Da Roma, nelle stesse ore, arriva la ‘chiamata’ di Giuliano Pisapia, che chiede al Pd di indicare le alleanze, scegliere il campo di gioco. E’ chiaro, replica Matteo Orfini, che il Pd non può allearsi con Alfano e con un partito che si chiama “Nuovo centrodestra”. Ma dal palco Dario Franceschini ricorda che la realtà impone di guardare al centro: “Auspichiamo che nel centrodestra nasca un’area moderata con cui dialogare e del resto i numeri ci spingono a questo”, afferma. “Il rapporto con Pisapia è naturale e privilegiato”, afferma Ettore Rosato. Ma invita a guardare al quadro creato dalla legge elettorale. Dopo le primarie Dem si potrà davvero entrare nel vivo sulla legge elettorale e a quel punto, nonostante un diffuso pessimismo sulle chance di cambiarla, l’impegno ribadito dai renziani è per il Mattarellum o una correzione maggioritaria. Sergio Chiamparino, che in un applauditissimo discorso dal palco ribadisce di non voler abbandonare la “barca” renziana nel momento della difficoltà perché sarebbe “vigliacco”, invita a non farsi tentare dall’autosufficienza e declinare la parola “egemonia” nel senso di dialogo a sinistra o, se il proporzionale lo imporrà, alleanze. Ma in quel caso, nota un dirigente renziano, la responsabilità è in capo anche a Pisapia: i parlamentari a lui vicini, ex Sel, siedono nei gruppi “con D’Alema, per il quale Renzi è nemico più di Berlusconi”.

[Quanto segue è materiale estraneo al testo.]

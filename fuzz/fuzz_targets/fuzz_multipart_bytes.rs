#![no_main]

use libfuzzer_sys::fuzz_target;
use parted::{Event, Multipart};

fuzz_target!(|data: &[u8]| {
    let dir = std::env::temp_dir().join("parted-fuzz");
    let _ = std::fs::create_dir_all(&dir);

    // The first byte picks the chunk size so splits land everywhere.
    let (chunk_size, body) = match data.split_first() {
        Some((first, rest)) => (*first as usize + 1, rest),
        None => (1, data),
    };

    let mut multipart = Multipart::new("X-BOUNDARY")
        .expect("valid boundary")
        .storage(parted::DiskStorage::new(&dir));

    for chunk in body.chunks(chunk_size) {
        if !multipart.write(chunk) {
            break;
        }
    }
    multipart.end(None);

    let mut terminal = 0;
    while let Some(event) = multipart.next_event() {
        match event {
            Event::Part(part) => {
                if let Some(path) = part.path() {
                    let _ = std::fs::remove_file(path);
                }
            }
            Event::Error(_) | Event::End => terminal += 1,
            Event::Header { .. } => {}
        }
    }
    assert!(terminal <= 1);
});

Nella seconda giornata del Lingotto resta in sordina il caso Consip. Luca Lotti, che la prossima settimana affronterà la mozione di sfiducia alla Camera, è assente ma solo per ragioni familiari e domenicaci sarà. Nelle discussioni del gruppo di lavoro sulla legalità viene ribadita una linea totalmente garantista. Stefano Graziano, indagato e poi archiviato per associazione camorristica, invoca una legge per tenere segreti gli avvisi di garanzia ma – mentre il magistrato Nicola Gratteri la boccia – il renziano David Ermini frena: il tema è culturale. Sul palco si alternano ministri, da Claudio De Vincenti a Pier Carlo Padoan. Domani ci sarà Paolo Gentiloni. Emma Bonino, applauditissima, parla di immigrazione e bacchetta Renzi sugli attacchi frequenti ai “tecnici” europei. L’ex premier ascolta dal retropalco e si fa vedere in platea solo sul finale, quando Massimo Recalcati lancia la scuola di formazione politica milanese che si chiamerà Pier Paolo Pasolini. Il rilancio dell’ex premier passa dal partito – in questo, vien fatto notare, il Lingotto è diverso dalla sua Leopolda della società civile – e da una nuova guida più plurale. Al suo fianco ha una nuova classe dirigente di 30-40enni che si son fatti le ossa da amministratori (da Matteo Richetti al presidente dell’Anci Antonio Decaro, da Giuseppe Falcomatà a Matteo Ricci). Sul palco torna Maria Elena Boschi, che raccoglie applausi tiepidi, dice che la sconfitta al referendum “è stata dolorosa ma siamo in cammino e la nostra avventura è solo all’inizio”. Beppe Grillo attacca Renzi: con la piattaforma on-line “Bob”, attacca, copia le idee del M5s. La differenza tra M5s e Pd, replica il renziano Andrea Marcucci, è che loro hanno “venti votanti alle primarie e il Pd un milione”. L’ex premier si tiene lontano dalle polemiche, anche dagli attacchi di Michele Emiliano che lo definisce “pericoloso”, e invita a guardare alla platea: “Mi emoziono, la nostra forza è un popolo che non si rassegna al catastrofismo”.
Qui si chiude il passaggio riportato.